## Your goal:
Pick out the lines below that include the string "sent".

── Records for processing ──

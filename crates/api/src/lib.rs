//! Marketplace API library.
//!
//! A multi-tenant marketplace backend: accounts with email verification and
//! password reset, vendors derived from accounts, and vendor-owned products
//! whose variations carry image attachments.
//!
//! The router is exposed through [`app`] so the binary and the integration
//! tests build exactly the same service.

#![cfg_attr(not(test), forbid(unsafe_code))]

pub mod config;
pub mod db;
pub mod error;
pub mod middleware;
pub mod models;
pub mod routes;
pub mod services;
pub mod state;

use axum::{
    Router,
    extract::{Request, State},
    http::StatusCode,
    middleware::from_fn,
    routing::get,
};
use tower_http::{services::ServeDir, trace::TraceLayer};

use crate::middleware::rate_limit::RateLimiterLayer;
use crate::middleware::request_id_middleware;
use crate::state::AppState;

/// Build the full router: API routes, health checks and `/uploads`.
pub fn app(state: AppState) -> Router {
    build(state, None)
}

/// Like [`app`], with `limiter` guarding the credential endpoints.
pub fn app_with_limiter(state: AppState, limiter: &RateLimiterLayer) -> Router {
    build(state, Some(limiter))
}

fn build(state: AppState, limiter: Option<&RateLimiterLayer>) -> Router {
    let uploads = ServeDir::new(state.uploads().root());

    Router::new()
        .route("/health", get(health))
        .route("/health/ready", get(readiness))
        .merge(routes::routes(limiter))
        .nest_service("/uploads", uploads)
        .layer(from_fn(request_id_middleware))
        .layer(TraceLayer::new_for_http().make_span_with(|request: &Request| {
            tracing::info_span!(
                "request",
                method = %request.method(),
                uri = %request.uri(),
                request_id = tracing::field::Empty,
            )
        }))
        .with_state(state)
}

/// Liveness health check endpoint.
///
/// Returns "ok" if the server is running. Does not check dependencies.
async fn health() -> &'static str {
    "ok"
}

/// Readiness health check endpoint.
///
/// Returns 503 Service Unavailable if the document store is not reachable.
async fn readiness(State(state): State<AppState>) -> StatusCode {
    match state.store().ping().await {
        Ok(()) => StatusCode::OK,
        Err(err) => {
            tracing::warn!(error = %err, "Readiness check failed");
            StatusCode::SERVICE_UNAVAILABLE
        }
    }
}
//! Account lifecycle: registration, login, profile, verification codes and
//! password reset.
//!
//! An account moves `unverified -> verified` exactly once, when a mailed
//! verification code is confirmed. A pending reset code is tracked
//! independently of verification and expires after the configured TTL.

use chrono::{Duration, Utc};

use marketplace_core::{AccountId, Email};

use super::credentials::{hash_password, verify_password};
use super::email::{Mailer, OutboundEmail, generate_verification_code};
use super::sessions::SessionIssuer;
use super::{Result, ServiceError};
use crate::db::{RepositoryError, Store};
use crate::models::{Account, AccountProfile, NewAccount};

const INVALID_CREDENTIALS: &str = "invalid credentials";

/// Registration input, already validated.
#[derive(Debug, Clone)]
pub struct Registration {
    pub name: String,
    pub email: Email,
    pub password: String,
}

/// Account lifecycle service.
pub struct AccountService<'a> {
    store: &'a dyn Store,
    sessions: &'a SessionIssuer,
    mailer: &'a dyn Mailer,
    public_url: &'a str,
    reset_ttl: Duration,
}

impl<'a> AccountService<'a> {
    /// Create a new account service.
    #[must_use]
    pub const fn new(
        store: &'a dyn Store,
        sessions: &'a SessionIssuer,
        mailer: &'a dyn Mailer,
        public_url: &'a str,
        reset_ttl: Duration,
    ) -> Self {
        Self {
            store,
            sessions,
            mailer,
            public_url,
            reset_ttl,
        }
    }

    /// Register a new unverified account and open a session for it.
    ///
    /// No verification code is sent; that is a separate step.
    ///
    /// # Errors
    ///
    /// Returns `ServiceError::Conflict` if the email is already registered.
    pub async fn register(&self, registration: Registration) -> Result<String> {
        let password_hash = hash_password(&registration.password)?;

        let account = self
            .store
            .insert_account(NewAccount {
                name: registration.name,
                email: registration.email,
                password_hash,
            })
            .await
            .map_err(|e| match e {
                RepositoryError::Conflict(_) => {
                    ServiceError::Conflict("an account with this email already exists".to_string())
                }
                other => other.into(),
            })?;

        tracing::info!(account_id = %account.id, "Account registered");
        self.sessions.issue_account(account.id)
    }

    /// Check credentials and open a session.
    ///
    /// Verification state does not gate login.
    ///
    /// # Errors
    ///
    /// Returns `ServiceError::Unauthorized` for an unknown email or a wrong
    /// password, without saying which.
    pub async fn login(&self, email: &Email, password: &str) -> Result<String> {
        let account = self.authenticate(email, password).await?;
        self.sessions.issue_account(account.id)
    }

    /// Look up an account by email and check its password.
    ///
    /// # Errors
    ///
    /// Returns `ServiceError::Unauthorized` on any mismatch.
    pub async fn authenticate(&self, email: &Email, password: &str) -> Result<Account> {
        let account = self
            .store
            .account_by_email(email)
            .await?
            .ok_or_else(|| ServiceError::Unauthorized(INVALID_CREDENTIALS.to_string()))?;

        if !verify_password(password, &account.password_hash) {
            return Err(ServiceError::Unauthorized(INVALID_CREDENTIALS.to_string()));
        }
        Ok(account)
    }

    /// The public profile of an account.
    ///
    /// # Errors
    ///
    /// Returns `ServiceError::NotFound` if the account no longer exists.
    pub async fn profile(&self, id: AccountId) -> Result<AccountProfile> {
        let account = self.load(id).await?;
        Ok(AccountProfile::from(&account))
    }

    /// Generate a verification code, store it and mail a verification link.
    ///
    /// # Errors
    ///
    /// Returns `ServiceError::InvalidState` if the account is missing or
    /// already verified, and `ServiceError::Dependency` if the mail cannot
    /// be delivered.
    pub async fn send_verification_code(&self, id: AccountId) -> Result<()> {
        let mut account = self
            .store
            .account_by_id(id)
            .await?
            .ok_or_else(|| ServiceError::InvalidState("account not found".to_string()))?;
        if account.is_verified {
            return Err(ServiceError::InvalidState(
                "account is already verified".to_string(),
            ));
        }

        let code = generate_verification_code();
        account.verification_code = Some(code.clone());
        self.persist(&account).await?;

        let link = format!(
            "{}/api/user/verify-otp?code={code}&uid={}",
            self.public_url, account.id
        );
        let email = OutboundEmail::verification(account.email.as_str(), &account.name, &code, &link)
            .map_err(|e| ServiceError::Internal(e.to_string()))?;
        self.deliver(email).await?;

        tracing::info!(account_id = %account.id, "Verification code sent");
        Ok(())
    }

    /// Confirm a verification code.
    ///
    /// Confirming an already verified account succeeds without changes.
    ///
    /// # Errors
    ///
    /// Returns `ServiceError::NotFound` if the account does not exist and
    /// `ServiceError::InvalidOtp` if the code does not match.
    pub async fn verify_code(&self, id: AccountId, code: &str) -> Result<()> {
        let mut account = self.load(id).await?;
        if account.is_verified {
            return Ok(());
        }

        if account.verification_code.as_deref() != Some(code.trim()) {
            return Err(ServiceError::InvalidOtp);
        }

        account.is_verified = true;
        account.verification_code = None;
        self.persist(&account).await?;

        tracing::info!(account_id = %account.id, "Account verified");
        Ok(())
    }

    /// Change the display name.
    ///
    /// # Errors
    ///
    /// Returns `ServiceError::NotFound` if the account no longer exists.
    pub async fn update_profile(&self, id: AccountId, name: String) -> Result<AccountProfile> {
        let mut account = self.load(id).await?;
        account.name = name;
        self.persist(&account).await?;
        Ok(AccountProfile::from(&account))
    }

    /// Replace the password after checking the current one.
    ///
    /// # Errors
    ///
    /// Returns `ServiceError::NotFound` if the account no longer exists and
    /// `ServiceError::Unauthorized` if the current password is wrong.
    pub async fn update_password(
        &self,
        id: AccountId,
        old_password: &str,
        new_password: &str,
    ) -> Result<()> {
        let mut account = self.load(id).await?;
        if !verify_password(old_password, &account.password_hash) {
            return Err(ServiceError::Unauthorized(INVALID_CREDENTIALS.to_string()));
        }

        account.password_hash = hash_password(new_password)?;
        self.persist(&account).await?;

        tracing::info!(account_id = %account.id, "Password changed");
        Ok(())
    }

    /// Generate a reset code and mail a reset link.
    ///
    /// # Errors
    ///
    /// Returns `ServiceError::NotFound` for an unknown email and
    /// `ServiceError::Dependency` if the mail cannot be delivered.
    pub async fn forgot_password(&self, email: &Email) -> Result<()> {
        let mut account = self
            .store
            .account_by_email(email)
            .await?
            .ok_or_else(|| ServiceError::NotFound("account not found".to_string()))?;

        let code = generate_verification_code();
        account.reset_code = Some(code.clone());
        account.reset_expires_at = Some(Utc::now() + self.reset_ttl);
        self.persist(&account).await?;

        let link = format!(
            "{}/reset-password?code={code}&uid={}",
            self.public_url, account.id
        );
        let email = OutboundEmail::password_reset(
            account.email.as_str(),
            &account.name,
            &code,
            &link,
            self.reset_ttl.num_minutes(),
        )
        .map_err(|e| ServiceError::Internal(e.to_string()))?;
        self.deliver(email).await?;

        tracing::info!(account_id = %account.id, "Password reset code sent");
        Ok(())
    }

    /// Set a new password using a mailed reset code.
    ///
    /// The code is single-use. An expired code is cleared and rejected.
    ///
    /// # Errors
    ///
    /// Returns `ServiceError::NotFound` if the account does not exist and
    /// `ServiceError::InvalidOtp` if the code is wrong, missing or expired.
    pub async fn reset_password(&self, id: AccountId, code: &str, new_password: &str) -> Result<()> {
        let mut account = self.load(id).await?;

        if account.reset_code.as_deref() != Some(code.trim()) {
            return Err(ServiceError::InvalidOtp);
        }

        if !account.has_pending_reset(Utc::now()) {
            account.reset_code = None;
            account.reset_expires_at = None;
            self.persist(&account).await?;
            return Err(ServiceError::InvalidOtp);
        }

        account.password_hash = hash_password(new_password)?;
        account.reset_code = None;
        account.reset_expires_at = None;
        self.persist(&account).await?;

        tracing::info!(account_id = %account.id, "Password reset");
        Ok(())
    }

    /// Hard-delete the account record. Vendors and products are left alone.
    ///
    /// # Errors
    ///
    /// Returns `ServiceError::NotFound` if the account does not exist.
    pub async fn delete_account(&self, id: AccountId) -> Result<()> {
        if !self.store.delete_account(id).await? {
            return Err(ServiceError::NotFound("account not found".to_string()));
        }
        tracing::info!(account_id = %id, "Account deleted");
        Ok(())
    }

    async fn load(&self, id: AccountId) -> Result<Account> {
        self.store
            .account_by_id(id)
            .await?
            .ok_or_else(|| ServiceError::NotFound("account not found".to_string()))
    }

    async fn persist(&self, account: &Account) -> Result<()> {
        if self.store.save_account(account).await? {
            Ok(())
        } else {
            Err(ServiceError::NotFound("account not found".to_string()))
        }
    }

    async fn deliver(&self, email: OutboundEmail) -> Result<()> {
        let to = email.to.clone();
        self.mailer.send(email).await.map_err(|e| {
            tracing::error!(to = %to, error = %e, "Email delivery failed");
            ServiceError::Dependency("email delivery failed".to_string())
        })
    }
}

───

## Finished task:
    /// No verification code is sent; that is a separate step.
        tracing::info!(account_id = %account.id, "Verification code sent");
        tracing::info!(account_id = %account.id, "Password reset code sent");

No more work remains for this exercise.